Perry v the Queen S80/2000
[2000] HCATrans 605
•13 October 2000
IN THE HIGH COURT OF AUSTRALIA
Office of the Registry
Sydney Nos S79 and S80 of 2000
B e t w e e n -
BRIAN TERRENCE PERRY
Applicant
and
THE QUEEN
Respondent
Applications for special leave to appeal
GLEESON CJ
KIRBY J
TRANSCRIPT OF PROCEEDINGS
AT SYDNEY ON FRIDAY, 13 OCTOBER 2000, AT 11.35 P.M
Copyright in the High Court of Australia
MR A.J. BELLANTO, QC: May it please the court, I appear with my learned friend, MR P.T. LOWE, for the applicant. (instructed by Bell & Partners)

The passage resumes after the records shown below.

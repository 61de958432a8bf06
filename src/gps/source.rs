// src/gps/source.rs
//! Fix sources: connect to a receiver and turn its output into fix events

use super::{data::GpsData, gpsd, nmea, replay, request::{LocationRequest, UpdateFilter}};
use crate::{
    error::{Result, TrailError},
    trail::GeoPoint,
};
use std::{
    path::PathBuf,
    sync::{
        atomic::{AtomicBool, Ordering},
        Arc,
    },
    time::{Duration, Instant},
};
use tokio::{
    io::{AsyncBufRead, AsyncBufReadExt, BufReader},
    sync::mpsc,
};
use tokio_serial::SerialPortBuilderExt;

const EVENT_CHANNEL_CAPACITY: usize = 100;

/// Where fixes come from
#[derive(Debug, Clone)]
pub enum FixSource {
    Serial { port: String, baudrate: u32 },
    Gpsd { host: String, port: u16 },
    /// Recorded NMEA or gpsd JSON log; `pace` overrides the delay between fixes
    Replay { path: PathBuf, pace: Option<Duration> },
}

impl FixSource {
    pub fn label(&self) -> &'static str {
        match self {
            FixSource::Serial { .. } => "serial",
            FixSource::Gpsd { .. } => "gpsd",
            FixSource::Replay { .. } => "replay",
        }
    }
}

/// Events delivered by a fix source over one session
#[derive(Debug, Clone, Copy, PartialEq)]
pub enum FixEvent {
    /// The source is up; carries its last known fix when it has one
    Connected { last_known: Option<GeoPoint> },
    Fix(GeoPoint),
    Disconnected,
}

/// Line encoding of a fix stream
#[derive(Debug, Clone, Copy, PartialEq, Eq)]
pub enum LineFormat {
    Nmea,
    GpsdJson,
    /// Decide per line: `$` is NMEA, `{` is gpsd JSON
    Auto,
}

/// Parse one line in the given format, updating `data`.
pub fn parse_line(format: LineFormat, data: &mut GpsData, line: &str) -> Result<Option<GeoPoint>> {
    match format {
        LineFormat::Nmea => nmea::parse_nmea_sentence(data, line),
        LineFormat::GpsdJson => gpsd::parse_gpsd_json(data, line),
        LineFormat::Auto => {
            if line.starts_with('$') {
                nmea::parse_nmea_sentence(data, line)
            } else if line.starts_with('{') {
                gpsd::parse_gpsd_json(data, line)
            } else {
                Err(TrailError::Parse(format!("Unrecognised line: {}", line)))
            }
        }
    }
}

/// Connect to `source` and start a task streaming its events.
///
/// Connection failures are returned here. Once the task is running, read
/// and parse errors are logged and never reach the receiver; the stream
/// always ends with [`FixEvent::Disconnected`].
pub async fn spawn_source(
    source: FixSource,
    request: LocationRequest,
    running: Arc<AtomicBool>,
) -> Result<mpsc::Receiver<FixEvent>> {
    let (tx, rx) = mpsc::channel(EVENT_CHANNEL_CAPACITY);

    match source {
        FixSource::Serial { port, baudrate } => {
            log::info!("Connecting to GPS on {} at {} baud...", port, baudrate);

            let serial = tokio_serial::new(&port, baudrate)
                .timeout(Duration::from_millis(1000))
                .open_native_async()
                .map_err(|e| TrailError::Connection(format!("Failed to open serial port {}: {}", port, e)))?;

            log::info!("Connected to {}", port);
            tokio::spawn(run_live(
                BufReader::new(serial),
                LineFormat::Nmea,
                "Serial GPS",
                tx,
                request,
                running,
            ));
        }
        FixSource::Gpsd { host, port } => {
            log::info!("Connecting to gpsd at {}:{}...", host, port);

            let reader = gpsd::connect_gpsd(&host, port).await?;

            log::info!("Connected to gpsd at {}:{}", host, port);
            tokio::spawn(run_live(reader, LineFormat::GpsdJson, "gpsd", tx, request, running));
        }
        FixSource::Replay { path, pace } => {
            let reader = replay::open_replay(&path).await?;

            log::info!("Replaying fixes from {}", path.display());
            tokio::spawn(replay::run_replay(reader, pace, tx, request, running));
        }
    }

    Ok(rx)
}

/// Stream fixes from a live receiver until EOF, a read error, or shutdown.
async fn run_live<R>(
    mut reader: R,
    format: LineFormat,
    source_name: &'static str,
    tx: mpsc::Sender<FixEvent>,
    request: LocationRequest,
    running: Arc<AtomicBool>,
) where
    R: AsyncBufRead + Unpin,
{
    // Live receivers have no stored position to offer on connect
    if tx.send(FixEvent::Connected { last_known: None }).await.is_err() {
        return;
    }

    let mut data = GpsData::new();
    let mut filter = UpdateFilter::new(request);
    let mut line = String::new();

    while running.load(Ordering::Relaxed) {
        line.clear();
        match reader.read_line(&mut line).await {
            Ok(0) => {
                log::info!("{} stream closed", source_name);
                break;
            }
            Ok(_) => {
                let line = line.trim();
                if line.is_empty() {
                    continue;
                }
                match parse_line(format, &mut data, line) {
                    Ok(Some(fix)) if filter.admit(fix, Instant::now()) => {
                        log::debug!("{} fix {} ({})", source_name, fix, data.get_fix_description());
                        if tx.send(FixEvent::Fix(fix)).await.is_err() {
                            return;
                        }
                    }
                    Ok(_) => {}
                    Err(e) => log::warn!("Skipping {} line: {}", source_name, e),
                }
            }
            Err(e) => {
                log::error!("Error reading from {}: {}", source_name, e);
                break;
            }
        }
    }

    let _ = tx.send(FixEvent::Disconnected).await;
}

/// List available serial ports
pub fn list_serial_ports() -> Result<Vec<String>> {
    let ports = tokio_serial::available_ports()
        .map_err(|e| TrailError::Other(format!("Failed to list serial ports: {}", e)))?;

    Ok(ports
        .into_iter()
        .map(|port| format!("{} - {:?}", port.port_name, port.port_type))
        .collect())
}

MR R.D. ELLIS: If it pleases the Court, I appear for the respondent. (instructed by S.E. O’Connor, Solicitor for Public Prosecutions)
GLEESON CJ: Yes, Mr Bellanto.
MR BELLANTO: There is a preliminary question, your Honours, as to application for leave to appeal out of time.
GLEESON CJ: Is that opposed, Mr Ellis?
MR ELLIS: No, your Honour.
GLEESON CJ: Yes, you have that leave, Mr Bellanto.
MR BELLANTO: If your Honour pleases. Your Honours, this application raises the difficult problem for sentencing judges where the offender is to be sentenced for offences of like character committed within a discrete period of time when other like offences were committed and in respect of which he or she has been sentenced and punished and where such earlier sentence has provided for rehabilitation which has been satisfactorily completed and where there is no likelihood of repetition. What we are seeking is the extension of the principle of totality as has been traditionally applied by this Court in cases such as Mill and Postiglione.
We seek leave to appeal to argue that, in such circumstances, the sentencing court should adopt a total approach and give effect to the intention of the sentencing judge expressed on the prior occasion or occasions which was to provide for rehabilitation, and if this object has been achieved, then rehabilitation as an objective of the sentencing process assumes a more dominant role over punishment and deterrents.
KIRBY J: But in this case the Court of Criminal Appeal did indicate that it was aware of the fact that it had to be convinced that there was error on the part of the primary judge, the sentencing judge.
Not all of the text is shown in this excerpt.